(Beginning of ENTRIES SHOWN)

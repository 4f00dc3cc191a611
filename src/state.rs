//! Application state: in-memory lab/day stores and service settings.
//!
//! This module owns:
//!   - labs by slug
//!   - days per lab, ordered by day number
//!   - settings taken from TOML (or defaults)
//!
//! The day store stands in for the hosted relational backend: it keeps the raw
//! `content` / `video_url` columns exactly as written and knows nothing about
//! blocks. Writes are last-write-wins per day; there is no conflict detection.

use std::{
    collections::{BTreeMap, HashMap},
    sync::Arc,
};
use tokio::sync::RwLock;
use tracing::{info, instrument, warn};

use crate::config::{load_labs_config_from_env, LabsConfig};
use crate::domain::{Day, Lab};
use crate::seeds::seed_lab;

#[derive(Clone, Debug)]
pub struct Settings {
    pub history_limit: usize,
    pub summary_max_chars: usize,
}

#[derive(Clone)]
pub struct AppState {
    pub labs: Arc<RwLock<BTreeMap<String, Lab>>>,
    pub days: Arc<RwLock<HashMap<String, BTreeMap<u32, Day>>>>,
    pub settings: Settings,
}

/// Fields written by a content save.
#[derive(Clone, Debug)]
pub struct DayWrite {
    pub title: Option<String>,
    pub content: String,
    pub video_url: Option<String>,
}

impl AppState {
    /// Build state from env: load config, then fill stores from the config bank and seeds.
    #[instrument(level = "info", skip_all)]
    pub fn new() -> Self {
        Self::from_config(load_labs_config_from_env())
    }

    pub fn from_config(cfg_opt: Option<LabsConfig>) -> Self {
        let cfg = cfg_opt.unwrap_or_default();
        let settings = Settings {
            history_limit: cfg.authoring.history_limit,
            summary_max_chars: cfg.summary.max_chars,
        };

        let mut labs = BTreeMap::<String, Lab>::new();
        let mut days = HashMap::<String, BTreeMap<u32, Day>>::new();

        for lc in &cfg.labs {
            let slug = lc.slug.trim().to_string();
            if slug.is_empty() {
                warn!(target: "labs_backend", title = %lc.title, "Skipping config lab: empty slug.");
                continue;
            }
            let by_number = days.entry(slug.clone()).or_default();
            for dc in &lc.days {
                if by_number.contains_key(&dc.day_number) {
                    warn!(target: "labs_backend", %slug, day = dc.day_number, "Duplicate day number in config; keeping the first.");
                    continue;
                }
                by_number.insert(
                    dc.day_number,
                    Day {
                        lab_slug: slug.clone(),
                        day_number: dc.day_number,
                        title: dc.title.clone(),
                        video_url: dc.video_url.clone(),
                        content: dc.content.clone(),
                        revision: 0,
                    },
                );
            }
            labs.insert(
                slug.clone(),
                Lab { slug, title: lc.title.clone(), description: lc.description.clone() },
            );
        }

        // Built-in demo lab, unless the config already defines that slug.
        let (seed, seed_days) = seed_lab();
        if !labs.contains_key(&seed.slug) {
            days.insert(seed.slug.clone(), seed_days.into_iter().map(|d| (d.day_number, d)).collect());
            labs.insert(seed.slug.clone(), seed);
        }

        for (slug, by_number) in &days {
            info!(target: "labs_backend", %slug, days = by_number.len(), "Startup lab inventory");
        }

        Self {
            labs: Arc::new(RwLock::new(labs)),
            days: Arc::new(RwLock::new(days)),
            settings,
        }
    }

    /// Labs with their day counts, ordered by slug.
    #[instrument(level = "debug", skip(self))]
    pub async fn list_labs(&self) -> Vec<(Lab, usize)> {
        let labs = self.labs.read().await;
        let days = self.days.read().await;
        labs.values()
            .map(|lab| (lab.clone(), days.get(&lab.slug).map_or(0, BTreeMap::len)))
            .collect()
    }

    #[instrument(level = "debug", skip(self))]
    pub async fn get_lab(&self, slug: &str) -> Option<Lab> {
        self.labs.read().await.get(slug).cloned()
    }

    /// Days of a lab in day-number order. None when the lab is unknown.
    #[instrument(level = "debug", skip(self))]
    pub async fn list_days(&self, slug: &str) -> Option<Vec<Day>> {
        let days = self.days.read().await;
        days.get(slug).map(|by_number| by_number.values().cloned().collect())
    }

    #[instrument(level = "debug", skip(self))]
    pub async fn get_day(&self, slug: &str, day_number: u32) -> Option<Day> {
        let days = self.days.read().await;
        days.get(slug).and_then(|by_number| by_number.get(&day_number)).cloned()
    }

    /// Overwrite a day's content columns. Returns the stored row, or None if it does not exist.
    #[instrument(level = "info", skip(self, write), fields(content_len = write.content.len()))]
    pub async fn write_day(&self, slug: &str, day_number: u32, write: DayWrite) -> Option<Day> {
        let mut days = self.days.write().await;
        let day = days.get_mut(slug)?.get_mut(&day_number)?;
        if let Some(title) = write.title.map(|t| t.trim().to_string()).filter(|t| !t.is_empty()) {
            day.title = title;
        }
        day.content = Some(write.content);
        day.video_url = write.video_url;
        day.revision += 1;
        info!(target: "labs_backend", %slug, day = day_number, revision = day.revision, "Day content written");
        Some(day.clone())
    }
}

(End of ENTRIES SHOWN)

• [WORK ORDER] Print exactly, and only, the lines from the line containing "day.content = Some(write.content);" through the final line of the records, both included.

• [RESPONSE]
        day.content = Some(write.content);
        day.video_url = write.video_url;
        day.revision += 1;
        info!(target: "labs_backend", %slug, day = day_number, revision = day.revision, "Day content written");
        Some(day.clone())
    }
}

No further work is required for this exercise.